WHAT IS BEING ASKED: Every line containing the string "readings" should be returned from the records.

----- INFORMATION PROVIDED

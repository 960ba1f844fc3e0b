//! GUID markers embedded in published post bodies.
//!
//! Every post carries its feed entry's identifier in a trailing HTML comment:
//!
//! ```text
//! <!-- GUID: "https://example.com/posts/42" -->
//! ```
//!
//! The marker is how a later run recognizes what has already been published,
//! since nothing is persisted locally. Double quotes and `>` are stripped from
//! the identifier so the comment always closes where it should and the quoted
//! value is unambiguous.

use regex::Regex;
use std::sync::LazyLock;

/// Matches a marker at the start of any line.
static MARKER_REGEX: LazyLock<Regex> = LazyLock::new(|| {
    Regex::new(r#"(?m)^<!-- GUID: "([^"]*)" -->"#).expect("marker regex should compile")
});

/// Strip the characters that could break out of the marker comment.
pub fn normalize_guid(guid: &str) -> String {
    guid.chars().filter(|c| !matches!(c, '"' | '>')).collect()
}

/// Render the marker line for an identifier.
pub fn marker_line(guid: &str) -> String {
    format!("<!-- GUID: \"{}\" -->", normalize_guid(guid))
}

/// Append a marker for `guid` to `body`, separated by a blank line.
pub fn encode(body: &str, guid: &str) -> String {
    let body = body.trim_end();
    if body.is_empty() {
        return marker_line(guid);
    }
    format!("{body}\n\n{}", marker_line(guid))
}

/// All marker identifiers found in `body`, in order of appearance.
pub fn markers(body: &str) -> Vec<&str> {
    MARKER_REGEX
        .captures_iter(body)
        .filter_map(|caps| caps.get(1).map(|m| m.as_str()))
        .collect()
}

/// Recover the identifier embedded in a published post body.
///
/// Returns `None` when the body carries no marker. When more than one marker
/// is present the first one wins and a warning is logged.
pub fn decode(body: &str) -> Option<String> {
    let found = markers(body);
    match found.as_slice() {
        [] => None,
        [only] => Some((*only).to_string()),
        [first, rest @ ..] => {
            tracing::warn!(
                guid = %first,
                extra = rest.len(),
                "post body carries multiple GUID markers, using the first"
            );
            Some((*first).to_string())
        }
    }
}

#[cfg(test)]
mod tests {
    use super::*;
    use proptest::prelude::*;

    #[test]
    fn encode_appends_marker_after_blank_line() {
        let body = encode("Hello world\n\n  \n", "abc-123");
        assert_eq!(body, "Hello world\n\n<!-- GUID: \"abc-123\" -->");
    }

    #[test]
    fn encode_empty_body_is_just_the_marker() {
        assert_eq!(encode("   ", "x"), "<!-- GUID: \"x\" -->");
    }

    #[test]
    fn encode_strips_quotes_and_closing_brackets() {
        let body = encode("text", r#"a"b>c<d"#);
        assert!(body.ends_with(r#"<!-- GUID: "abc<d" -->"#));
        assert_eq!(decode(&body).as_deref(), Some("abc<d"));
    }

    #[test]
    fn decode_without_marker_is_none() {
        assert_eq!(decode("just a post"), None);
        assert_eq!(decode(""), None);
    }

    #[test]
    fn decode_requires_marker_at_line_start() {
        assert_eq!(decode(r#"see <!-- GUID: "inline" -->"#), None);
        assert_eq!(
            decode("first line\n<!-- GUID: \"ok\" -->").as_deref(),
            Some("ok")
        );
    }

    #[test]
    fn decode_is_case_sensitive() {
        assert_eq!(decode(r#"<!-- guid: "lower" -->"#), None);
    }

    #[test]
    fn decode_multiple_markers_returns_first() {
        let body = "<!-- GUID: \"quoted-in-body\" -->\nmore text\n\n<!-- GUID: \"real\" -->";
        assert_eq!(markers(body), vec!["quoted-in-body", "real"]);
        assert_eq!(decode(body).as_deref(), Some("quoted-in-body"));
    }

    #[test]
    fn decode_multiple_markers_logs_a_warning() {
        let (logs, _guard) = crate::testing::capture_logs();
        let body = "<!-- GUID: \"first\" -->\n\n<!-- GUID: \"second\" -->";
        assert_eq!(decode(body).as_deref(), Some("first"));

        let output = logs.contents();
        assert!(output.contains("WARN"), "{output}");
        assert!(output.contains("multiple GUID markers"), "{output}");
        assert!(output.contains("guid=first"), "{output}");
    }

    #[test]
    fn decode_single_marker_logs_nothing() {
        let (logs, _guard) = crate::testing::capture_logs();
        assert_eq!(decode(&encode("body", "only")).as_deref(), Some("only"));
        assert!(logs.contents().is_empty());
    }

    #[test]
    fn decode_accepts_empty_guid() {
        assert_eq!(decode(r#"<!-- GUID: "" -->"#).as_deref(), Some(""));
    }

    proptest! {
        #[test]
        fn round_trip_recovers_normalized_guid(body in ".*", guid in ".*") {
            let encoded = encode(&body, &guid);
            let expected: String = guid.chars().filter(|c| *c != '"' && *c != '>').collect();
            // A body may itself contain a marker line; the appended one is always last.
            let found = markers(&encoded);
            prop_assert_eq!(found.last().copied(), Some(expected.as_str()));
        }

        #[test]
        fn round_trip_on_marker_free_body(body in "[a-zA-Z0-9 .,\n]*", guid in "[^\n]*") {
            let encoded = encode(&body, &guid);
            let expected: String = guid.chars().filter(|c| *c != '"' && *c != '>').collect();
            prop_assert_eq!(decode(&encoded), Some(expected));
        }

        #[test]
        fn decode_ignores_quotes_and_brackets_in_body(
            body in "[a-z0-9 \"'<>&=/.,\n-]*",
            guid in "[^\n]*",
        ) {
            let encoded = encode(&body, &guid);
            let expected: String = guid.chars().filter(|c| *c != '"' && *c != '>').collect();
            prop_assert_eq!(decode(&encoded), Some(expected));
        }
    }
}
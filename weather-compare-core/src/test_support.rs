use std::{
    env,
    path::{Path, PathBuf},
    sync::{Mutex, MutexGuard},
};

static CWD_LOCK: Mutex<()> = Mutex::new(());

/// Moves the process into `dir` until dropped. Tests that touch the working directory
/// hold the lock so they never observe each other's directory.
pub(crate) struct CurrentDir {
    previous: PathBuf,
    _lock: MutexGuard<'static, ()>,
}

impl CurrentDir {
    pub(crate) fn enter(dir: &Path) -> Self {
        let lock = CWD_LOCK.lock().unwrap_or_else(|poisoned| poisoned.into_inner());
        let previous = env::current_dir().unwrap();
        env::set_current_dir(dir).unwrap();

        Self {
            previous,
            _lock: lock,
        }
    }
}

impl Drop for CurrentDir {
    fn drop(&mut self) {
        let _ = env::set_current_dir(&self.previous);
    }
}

----------
----- INFORMATION PROVIDED

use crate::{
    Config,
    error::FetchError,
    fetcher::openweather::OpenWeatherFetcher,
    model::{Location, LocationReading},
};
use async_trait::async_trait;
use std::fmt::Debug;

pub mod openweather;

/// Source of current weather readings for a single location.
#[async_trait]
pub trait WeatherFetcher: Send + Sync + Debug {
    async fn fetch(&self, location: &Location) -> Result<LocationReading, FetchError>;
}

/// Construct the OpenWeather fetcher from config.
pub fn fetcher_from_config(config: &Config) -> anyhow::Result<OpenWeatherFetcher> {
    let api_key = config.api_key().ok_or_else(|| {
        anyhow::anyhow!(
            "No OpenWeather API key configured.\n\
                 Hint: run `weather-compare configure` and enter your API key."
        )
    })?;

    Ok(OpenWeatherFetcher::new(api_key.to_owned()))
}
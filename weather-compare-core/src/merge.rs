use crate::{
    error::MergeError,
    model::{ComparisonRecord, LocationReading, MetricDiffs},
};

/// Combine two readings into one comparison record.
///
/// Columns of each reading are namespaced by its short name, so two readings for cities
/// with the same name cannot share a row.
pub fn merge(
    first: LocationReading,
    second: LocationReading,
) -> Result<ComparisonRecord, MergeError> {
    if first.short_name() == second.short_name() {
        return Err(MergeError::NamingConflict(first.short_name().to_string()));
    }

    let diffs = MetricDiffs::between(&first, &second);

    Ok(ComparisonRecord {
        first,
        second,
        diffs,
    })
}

----------

EXERCISE RESPONSE:
/// Source of current weather readings for a single location.
/// Combine two readings into one comparison record.
/// Columns of each reading are namespaced by its short name, so two readings for cities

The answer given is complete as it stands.